* _PROMPT_
Examine the material below. Gather every line in which the string "HostMessage" appears.

== Segment start ==

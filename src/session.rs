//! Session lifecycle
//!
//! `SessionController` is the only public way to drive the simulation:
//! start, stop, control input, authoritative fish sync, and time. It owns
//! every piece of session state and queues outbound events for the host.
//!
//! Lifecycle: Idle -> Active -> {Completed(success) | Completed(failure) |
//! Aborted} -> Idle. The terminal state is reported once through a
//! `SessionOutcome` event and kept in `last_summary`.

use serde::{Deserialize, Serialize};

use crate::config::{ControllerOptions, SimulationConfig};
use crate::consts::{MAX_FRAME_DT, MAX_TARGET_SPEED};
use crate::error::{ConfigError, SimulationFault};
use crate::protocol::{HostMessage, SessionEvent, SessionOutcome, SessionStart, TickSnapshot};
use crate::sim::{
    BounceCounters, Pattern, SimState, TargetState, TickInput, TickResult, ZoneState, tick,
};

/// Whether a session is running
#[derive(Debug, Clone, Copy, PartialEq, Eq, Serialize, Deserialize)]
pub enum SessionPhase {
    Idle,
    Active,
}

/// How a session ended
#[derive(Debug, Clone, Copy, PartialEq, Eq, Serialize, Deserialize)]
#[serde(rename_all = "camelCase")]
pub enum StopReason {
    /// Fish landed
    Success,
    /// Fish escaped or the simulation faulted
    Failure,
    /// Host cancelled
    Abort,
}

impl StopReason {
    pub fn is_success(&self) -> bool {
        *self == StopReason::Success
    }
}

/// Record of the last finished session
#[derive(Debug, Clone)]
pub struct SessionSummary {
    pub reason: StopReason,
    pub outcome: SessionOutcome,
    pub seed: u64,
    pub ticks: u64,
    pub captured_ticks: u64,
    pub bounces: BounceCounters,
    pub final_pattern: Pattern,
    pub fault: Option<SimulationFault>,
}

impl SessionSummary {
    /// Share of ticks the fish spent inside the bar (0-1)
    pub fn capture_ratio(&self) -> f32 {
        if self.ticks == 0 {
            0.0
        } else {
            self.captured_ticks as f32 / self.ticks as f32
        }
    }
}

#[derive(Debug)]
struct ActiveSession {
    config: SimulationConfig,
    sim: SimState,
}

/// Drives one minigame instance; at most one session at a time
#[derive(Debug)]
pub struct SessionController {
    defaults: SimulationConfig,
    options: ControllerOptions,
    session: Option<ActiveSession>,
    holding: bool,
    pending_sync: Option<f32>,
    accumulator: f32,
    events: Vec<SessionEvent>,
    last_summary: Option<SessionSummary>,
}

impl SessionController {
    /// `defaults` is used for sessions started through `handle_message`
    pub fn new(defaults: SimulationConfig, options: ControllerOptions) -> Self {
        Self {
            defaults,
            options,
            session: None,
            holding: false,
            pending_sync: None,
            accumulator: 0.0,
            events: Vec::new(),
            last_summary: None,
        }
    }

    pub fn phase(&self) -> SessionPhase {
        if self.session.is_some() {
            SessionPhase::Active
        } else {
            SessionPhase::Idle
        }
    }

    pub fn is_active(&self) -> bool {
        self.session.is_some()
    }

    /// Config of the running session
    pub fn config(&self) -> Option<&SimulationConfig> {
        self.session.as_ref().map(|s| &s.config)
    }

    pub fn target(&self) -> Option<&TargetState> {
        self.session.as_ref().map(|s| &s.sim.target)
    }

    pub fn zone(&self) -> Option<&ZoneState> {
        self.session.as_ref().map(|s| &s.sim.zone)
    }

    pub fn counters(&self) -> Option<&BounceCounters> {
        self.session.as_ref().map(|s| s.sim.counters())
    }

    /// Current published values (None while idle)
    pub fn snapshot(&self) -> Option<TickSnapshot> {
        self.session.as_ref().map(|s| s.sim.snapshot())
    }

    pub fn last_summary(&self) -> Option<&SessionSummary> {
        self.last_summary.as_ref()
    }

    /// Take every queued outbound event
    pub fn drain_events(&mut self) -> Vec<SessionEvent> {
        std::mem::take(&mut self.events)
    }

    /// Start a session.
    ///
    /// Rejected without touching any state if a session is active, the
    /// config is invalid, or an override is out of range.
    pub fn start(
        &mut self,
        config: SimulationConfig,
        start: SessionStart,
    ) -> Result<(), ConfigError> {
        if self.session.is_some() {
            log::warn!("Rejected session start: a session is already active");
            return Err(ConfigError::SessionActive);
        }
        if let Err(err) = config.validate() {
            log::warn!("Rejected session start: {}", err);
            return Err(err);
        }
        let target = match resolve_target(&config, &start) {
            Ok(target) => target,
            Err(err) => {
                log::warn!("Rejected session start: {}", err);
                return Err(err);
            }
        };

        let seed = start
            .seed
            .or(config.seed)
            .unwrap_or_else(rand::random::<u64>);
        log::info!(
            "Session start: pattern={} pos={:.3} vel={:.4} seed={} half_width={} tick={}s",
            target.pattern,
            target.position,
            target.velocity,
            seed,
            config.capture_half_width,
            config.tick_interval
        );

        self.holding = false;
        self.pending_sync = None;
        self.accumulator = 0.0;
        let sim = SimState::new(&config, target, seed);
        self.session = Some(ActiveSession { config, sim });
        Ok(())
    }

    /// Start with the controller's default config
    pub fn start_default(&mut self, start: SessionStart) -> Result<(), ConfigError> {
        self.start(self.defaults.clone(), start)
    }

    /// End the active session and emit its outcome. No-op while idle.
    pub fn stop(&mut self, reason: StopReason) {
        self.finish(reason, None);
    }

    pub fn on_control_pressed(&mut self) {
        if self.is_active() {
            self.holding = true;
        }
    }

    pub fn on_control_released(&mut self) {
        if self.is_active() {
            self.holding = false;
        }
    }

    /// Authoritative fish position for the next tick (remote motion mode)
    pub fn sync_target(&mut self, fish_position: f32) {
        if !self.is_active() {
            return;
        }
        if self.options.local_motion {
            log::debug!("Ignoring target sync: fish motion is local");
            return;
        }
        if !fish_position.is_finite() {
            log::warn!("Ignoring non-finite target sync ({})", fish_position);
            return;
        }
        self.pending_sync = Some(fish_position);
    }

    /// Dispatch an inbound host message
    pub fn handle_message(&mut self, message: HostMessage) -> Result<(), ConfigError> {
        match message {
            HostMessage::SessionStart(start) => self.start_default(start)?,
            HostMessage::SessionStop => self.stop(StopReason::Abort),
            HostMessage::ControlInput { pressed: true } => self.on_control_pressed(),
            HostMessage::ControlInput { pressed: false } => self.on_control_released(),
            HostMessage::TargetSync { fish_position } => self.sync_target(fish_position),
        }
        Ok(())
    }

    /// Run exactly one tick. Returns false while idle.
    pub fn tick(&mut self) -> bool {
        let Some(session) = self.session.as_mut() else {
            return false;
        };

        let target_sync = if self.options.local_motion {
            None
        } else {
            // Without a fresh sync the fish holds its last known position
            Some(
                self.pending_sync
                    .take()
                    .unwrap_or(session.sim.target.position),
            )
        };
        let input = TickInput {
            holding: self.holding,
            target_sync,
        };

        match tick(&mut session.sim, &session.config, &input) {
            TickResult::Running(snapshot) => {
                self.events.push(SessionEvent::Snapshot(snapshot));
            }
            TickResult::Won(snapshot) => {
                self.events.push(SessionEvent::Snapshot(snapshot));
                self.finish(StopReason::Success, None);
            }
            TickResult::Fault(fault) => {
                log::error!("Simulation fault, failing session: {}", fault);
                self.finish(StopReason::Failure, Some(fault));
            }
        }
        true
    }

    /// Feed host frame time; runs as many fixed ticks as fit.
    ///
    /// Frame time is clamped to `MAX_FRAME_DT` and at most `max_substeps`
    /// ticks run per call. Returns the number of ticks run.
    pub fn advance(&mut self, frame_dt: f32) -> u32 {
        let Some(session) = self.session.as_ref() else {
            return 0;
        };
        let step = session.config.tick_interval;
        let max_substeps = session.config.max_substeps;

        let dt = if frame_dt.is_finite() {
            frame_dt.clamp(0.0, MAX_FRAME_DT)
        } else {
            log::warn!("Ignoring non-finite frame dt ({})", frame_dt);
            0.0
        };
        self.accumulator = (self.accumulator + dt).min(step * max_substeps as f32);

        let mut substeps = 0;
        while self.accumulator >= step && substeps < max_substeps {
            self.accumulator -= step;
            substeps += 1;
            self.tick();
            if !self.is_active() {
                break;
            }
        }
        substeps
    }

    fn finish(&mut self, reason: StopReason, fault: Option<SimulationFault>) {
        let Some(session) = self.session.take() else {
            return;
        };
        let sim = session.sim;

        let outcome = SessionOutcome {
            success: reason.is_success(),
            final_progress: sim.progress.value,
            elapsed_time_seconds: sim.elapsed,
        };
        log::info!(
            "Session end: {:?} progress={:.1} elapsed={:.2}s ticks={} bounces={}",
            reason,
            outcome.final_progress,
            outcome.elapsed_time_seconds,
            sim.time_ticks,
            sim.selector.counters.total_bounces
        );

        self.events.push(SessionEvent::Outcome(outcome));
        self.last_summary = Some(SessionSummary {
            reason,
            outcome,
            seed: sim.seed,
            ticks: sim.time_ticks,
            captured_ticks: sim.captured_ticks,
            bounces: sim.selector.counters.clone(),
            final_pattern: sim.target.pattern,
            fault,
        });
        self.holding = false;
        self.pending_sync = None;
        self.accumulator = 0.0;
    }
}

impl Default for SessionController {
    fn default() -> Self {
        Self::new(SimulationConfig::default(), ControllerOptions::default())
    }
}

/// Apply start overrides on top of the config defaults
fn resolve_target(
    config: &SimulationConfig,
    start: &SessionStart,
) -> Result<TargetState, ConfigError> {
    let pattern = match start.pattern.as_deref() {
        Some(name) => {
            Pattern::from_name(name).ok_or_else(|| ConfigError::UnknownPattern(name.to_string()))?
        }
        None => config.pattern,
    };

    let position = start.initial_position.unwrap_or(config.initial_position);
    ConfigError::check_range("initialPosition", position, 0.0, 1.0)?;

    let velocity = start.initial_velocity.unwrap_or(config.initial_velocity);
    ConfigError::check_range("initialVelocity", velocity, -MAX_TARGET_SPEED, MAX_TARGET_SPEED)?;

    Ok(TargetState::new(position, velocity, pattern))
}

== Segment end ==

* _RESULT FOR THIS TASK_
use crate::protocol::{HostMessage, SessionEvent, SessionOutcome, SessionStart, TickSnapshot};
    pub fn handle_message(&mut self, message: HostMessage) -> Result<(), ConfigError> {
            HostMessage::SessionStart(start) => self.start_default(start)?,
            HostMessage::SessionStop => self.stop(StopReason::Abort),
            HostMessage::ControlInput { pressed: true } => self.on_control_pressed(),
            HostMessage::ControlInput { pressed: false } => self.on_control_released(),
            HostMessage::TargetSync { fish_position } => self.sync_target(fish_position),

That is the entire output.